We are at a tipping point: Shirish Kulkarni, journalist, researcher and community organiser

Whether you are talking about storytelling, inclusion, or better meeting user needs, ultimately everything comes down to the business model of journalism, and there I think we are at a tipping point.

At some point very soon, we are going to have to decide what we think journalism is for, and pay for it appropriately. We know the digital advertising model is broken, and subscription revenue is clearly going to be squeezed in a cost of living crisis. There is a clear market failure, particularly in local news, where the people who need good information the most are generally the people least able to access it.

We often hear people talking about journalism as a "public good", but if that is what we want it to be then there is a whole range of questions we need to start addressing.

Firstly, we need to think about what journalism as a public good actually looks like, because not all of what journalists do actually fits that bill.
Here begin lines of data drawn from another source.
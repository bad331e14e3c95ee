use std::collections::BTreeMap;
use std::sync::Arc;
use std::time::Duration;

use chrono::Utc;
use rand::Rng;
use tracing::instrument;
use usage_core::{BatchBound, Trigger, UsageChanged, UsageRecord, UsernameFormat};
use usage_db::{BatchPartitioner, CatalogSettings, ReconciliationWriter, UsageAggregator, latest_usage};

use crate::coordinator::TransactionCoordinator;
use crate::error::{ReconcileError, Result};
use crate::events::EventPublisher;

pub const BATCH_JITTER: i64 = 2;

#[derive(Debug, Clone, PartialEq, Eq)]
pub struct EngineSettings {
    pub batch_size: u64,
    pub batch_jitter: bool,
    pub refresh_interval: Duration,
    pub single_user_timeout: Duration,
    pub batch_timeout: Duration,
    pub partition_timeout: Duration,
}

impl Default for EngineSettings {
    fn default() -> Self {
        Self {
            batch_size: 100,
            batch_jitter: true,
            refresh_interval: Duration::from_secs(3 * 60 * 60),
            single_user_timeout: Duration::from_secs(60),
            batch_timeout: Duration::from_secs(300),
            partition_timeout: Duration::from_secs(60),
        }
    }
}

/// Applies a uniform `[-BATCH_JITTER, BATCH_JITTER]` offset, never going below one.
pub fn jitter_batch_size<R: Rng>(base: u64, rng: &mut R) -> u64 {
    let delta = rng.gen_range(-BATCH_JITTER..=BATCH_JITTER);
    let size = i64::try_from(base).unwrap_or(i64::MAX).saturating_add(delta);
    size.max(1) as u64
}

#[derive(Clone)]
pub struct ReconciliationEngine {
    coordinator: TransactionCoordinator,
    aggregator: UsageAggregator,
    partitioner: BatchPartitioner,
    writer: ReconciliationWriter,
    users: UsernameFormat,
    publisher: Arc<dyn EventPublisher>,
    settings: EngineSettings,
}

impl ReconciliationEngine {
    pub fn new(
        coordinator: TransactionCoordinator,
        catalog: CatalogSettings,
        users: UsernameFormat,
        publisher: Arc<dyn EventPublisher>,
        settings: EngineSettings,
    ) -> Self {
        Self {
            coordinator,
            partitioner: BatchPartitioner::new(&catalog),
            aggregator: UsageAggregator::new(catalog),
            writer: ReconciliationWriter::new(users.clone()),
            users,
            publisher,
            settings,
        }
    }

    pub fn settings(&self) -> &EngineSettings {
        &self.settings
    }

    pub fn users(&self) -> &UsernameFormat {
        &self.users
    }

    pub fn coordinator(&self) -> &TransactionCoordinator {
        &self.coordinator
    }

    #[instrument(skip(self))]
    pub async fn reconcile_user(&self, username: &str) -> Result<UsageRecord> {
        let qualified = self.users.qualify(username);
        let bare = self.users.unqualify(&qualified).to_string();
        let aggregator = self.aggregator.clone();
        let writer = self.writer.clone();
        let measured_at = Utc::now();

        let record = self
            .coordinator
            .run(
                "reconcile_user",
                self.settings.single_user_timeout,
                move |conn| aggregator.current_usage(conn, &bare),
                move |conn, usage| {
                    let total = usage.unwrap_or_else(|| {
                        tracing::debug!(username = %qualified, "no catalog content, recording zero");
                        0
                    });
                    writer
                        .record_usage(conn, &qualified, total, measured_at)
                        .map_err(ReconcileError::WriteFailed)?
                        .ok_or_else(|| ReconcileError::UserNotFound(qualified.clone()))
                },
            )
            .await?;
        tracing::info!(username = %record.username, total = record.total, "reconciled user");
        self.announce(std::slice::from_ref(&record)).await;
        Ok(record)
    }

    #[instrument(skip(self))]
    pub async fn reconcile_batch(&self, start: &str, end: &str) -> Result<Vec<UsageRecord>> {
        let bound = BatchBound::new(self.users.unqualify(start), self.users.unqualify(end));
        let aggregator = self.aggregator.clone();
        let writer = self.writer.clone();
        let users = self.users.clone();
        let read_bound = bound.clone();
        let measured_at = Utc::now();

        let records = self
            .coordinator
            .run(
                "reconcile_batch",
                self.settings.batch_timeout,
                move |conn| aggregator.current_usage_batch(conn, &read_bound.start, &read_bound.end),
                move |conn, usages| {
                    let qualified: BTreeMap<String, u64> = usages
                        .into_iter()
                        .map(|(username, total)| (users.qualify(&username), total))
                        .collect();
                    writer
                        .record_usage_batch_with_zero_fill(conn, &qualified, &bound, measured_at)
                        .map_err(ReconcileError::WriteFailed)
                },
            )
            .await?;
        tracing::info!(start, end, users = records.len(), "reconciled batch");
        self.announce(&records).await;
        Ok(records)
    }

    pub async fn partition_all(&self) -> Result<Vec<BatchBound>> {
        let batch_size = if self.settings.batch_jitter {
            jitter_batch_size(self.settings.batch_size, &mut rand::thread_rng())
        } else {
            self.settings.batch_size
        };
        self.partition_users(batch_size).await
    }

    /// Computes batch bounds and publishes one batch trigger per bound.
    ///
    /// Every bound is published even if some publishes fail; the first
    /// failure is returned afterwards.
    #[instrument(skip(self))]
    pub async fn partition_users(&self, batch_size: u64) -> Result<Vec<BatchBound>> {
        let partitioner = self.partitioner.clone();
        let bounds = self
            .coordinator
            .read_catalog("partition_users", self.settings.partition_timeout, move |conn| {
                partitioner.compute_batches(conn, batch_size)
            })
            .await?;
        tracing::info!(batch_size, batches = bounds.len(), "partitioned users");

        let mut first_error = None;
        for bound in &bounds {
            let trigger = Trigger::ReconcileBatch(bound.clone());
            if let Err(err) = self.publisher.publish_trigger(&trigger).await {
                tracing::error!(routing_key = %trigger.routing_key(), error = %err, "batch publish failed");
                first_error.get_or_insert(err);
            }
        }
        match first_error {
            Some(err) => Err(err),
            None => Ok(bounds),
        }
    }

    pub async fn current_usage(&self, username: &str) -> Result<UsageRecord> {
        let qualified = self.users.qualify(username);
        let lookup = qualified.clone();
        self.coordinator
            .read_record("current_usage", self.settings.single_user_timeout, move |conn| {
                latest_usage(conn, &lookup)
            })
            .await?
            .ok_or(ReconcileError::NotFound(qualified))
    }

    #[instrument(skip(self))]
    pub async fn lookup_current_usage(&self, username: &str) -> Result<UsageRecord> {
        match self.current_usage(username).await {
            Ok(record) => {
                let age = Utc::now().signed_duration_since(record.measured_at);
                let stale = age
                    .to_std()
                    .map(|age| age > self.settings.refresh_interval)
                    .unwrap_or(false);
                if stale {
                    tracing::debug!(username = %record.username, measured_at = %record.measured_at, "stale usage, scheduling refresh");
                    self.schedule_refresh(&record.username).await;
                }
                Ok(record)
            }
            Err(ReconcileError::NotFound(qualified)) => {
                tracing::debug!(username = %qualified, "no usage recorded, scheduling refresh");
                self.schedule_refresh(&qualified).await;
                Err(ReconcileError::NotFound(qualified))
            }
            Err(err) => Err(err),
        }
    }

    async fn schedule_refresh(&self, qualified: &str) {
        let trigger = Trigger::ReconcileUser(self.users.unqualify(qualified).to_string());
        if let Err(err) = self.publisher.publish_trigger(&trigger).await {
            tracing::warn!(routing_key = %trigger.routing_key(), error = %err, "refresh publish failed");
        }
    }

    async fn announce(&self, records: &[UsageRecord]) {
        for record in records {
            let event = UsageChanged::from(record);
            if let Err(err) = self.publisher.publish_usage_changed(&event).await {
                tracing::error!(username = %record.username, error = %err, "usage publish failed");
            }
        }
    }
}

#[cfg(test)]
mod tests {
    use rand::SeedableRng;
    use rand::rngs::StdRng;

    use super::*;

    #[test]
    fn jitter_stays_within_two_of_base() {
        let mut rng = StdRng::seed_from_u64(7);
        for _ in 0..500 {
            let size = jitter_batch_size(100, &mut rng);
            assert!((98..=102).contains(&size));
        }
    }

    #[test]
    fn jitter_never_reaches_zero() {
        let mut rng = StdRng::seed_from_u64(11);
        for _ in 0..200 {
            assert!(jitter_batch_size(1, &mut rng) >= 1);
        }
    }
}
Are public goods generally paid for by the state? If we want market failures to be addressed by public funding, how do we maintain editorial independence?
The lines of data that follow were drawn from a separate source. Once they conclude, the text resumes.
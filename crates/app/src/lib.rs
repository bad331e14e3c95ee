pub mod app;
pub mod config;
pub mod error;
pub mod logging;
pub mod services;
pub mod startup;

pub use app::AppState;
pub use config::{AppConfig, DEFAULT_CONFIG_PATH};
pub use error::{ApiError, AppError, Result};
pub use services::{AppServices, ReconcileService, UsageService};
pub use startup::{ensure_store_dirs, setup_catalog_fixture, setup_record_store};
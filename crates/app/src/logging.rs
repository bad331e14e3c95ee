use tracing_subscriber::EnvFilter;

use crate::error::{AppError, Result};

/// Installs the process-wide subscriber. `RUST_LOG` overrides `level`.
pub fn init(level: &str) -> Result<()> {
    let filter = match EnvFilter::try_from_default_env() {
        Ok(filter) => filter,
        Err(_) => EnvFilter::try_new(level)
            .map_err(|err| AppError::Config(format!("log level {}: {}", level, err)))?,
    };
    let result = tracing_subscriber::fmt()
        .with_env_filter(filter)
        .with_target(false)
        .try_init();
    if result.is_err() {
        tracing::debug!("tracing subscriber already installed");
    }
    Ok(())
}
There is little political will in having these discussions at a UK level, but the Scottish and Welsh governments are at least acknowledging the importance of public interest journalism and its potential importance in driving civic engagement and democratic participation.

I say "potential" because legacy journalism also has to acknowledge its own role in creating this problem. When just 34 per cent of users in the UK say they trust news, and only 43 trust even the news they use, it is very hard for politicians to make the case for public money to be spent on journalism when there are so many competing claims on that money.

I hope in 2023 we can start to address some of those big questions by looking beyond vested interests and political ideology, and instead taking a long-term view of what a healthy media and a healthy society could look like.

There is a will to 'save journalism': Sameer Padania, strategic consultant, Macroscope

That clinking sound is pennies dropping across society about the wider value of journalism, especially at the local level. This coming year we will see a range of new supporters of and investors in public interest journalism, as they begin to realise that helping to sustain it is a collective responsibility and brings both a social and financial ROI to society.

In recent years, we have seen flickers of this: a church seeking a community journalist, a supermarket supporting research on women in journalism, and a Cumbrian businessman in the nuclear industry saving his local paper and two more local outlets.

But efforts have mainly focused on persuading three bodies to step in to ‘save journalism’: a reluctant UK government, Big Tech, and philanthropy. Platters piled high with steaming, aromatic recommendations over a decade or more from successive committees, panels and consultations have failed to dislodge much at all.

But, in conversations happening in communities across the UK, I am struck by how acutely aware people from all walks of life are of the erosion of genuinely local journalism, and the loss it represents in their communities. Members of investment agencies, councils, business associations, churches and mosques, arts and creative industry bodies, community foundations, banks and credit unions, NHS units, community groups all depend on, and are deeply concerned about the state of local media.

No one I have met expects journalism to live on handouts - they want strong, independent outlets, with diverse revenue streams, reflecting and serving their communities. But they see the brutal economic conditions extinguishing local media of all types, they fear for their localities, economies, and democracy, and they want to help.

As those pennies start to drop in ever greater numbers, who knows what they might finally amount to?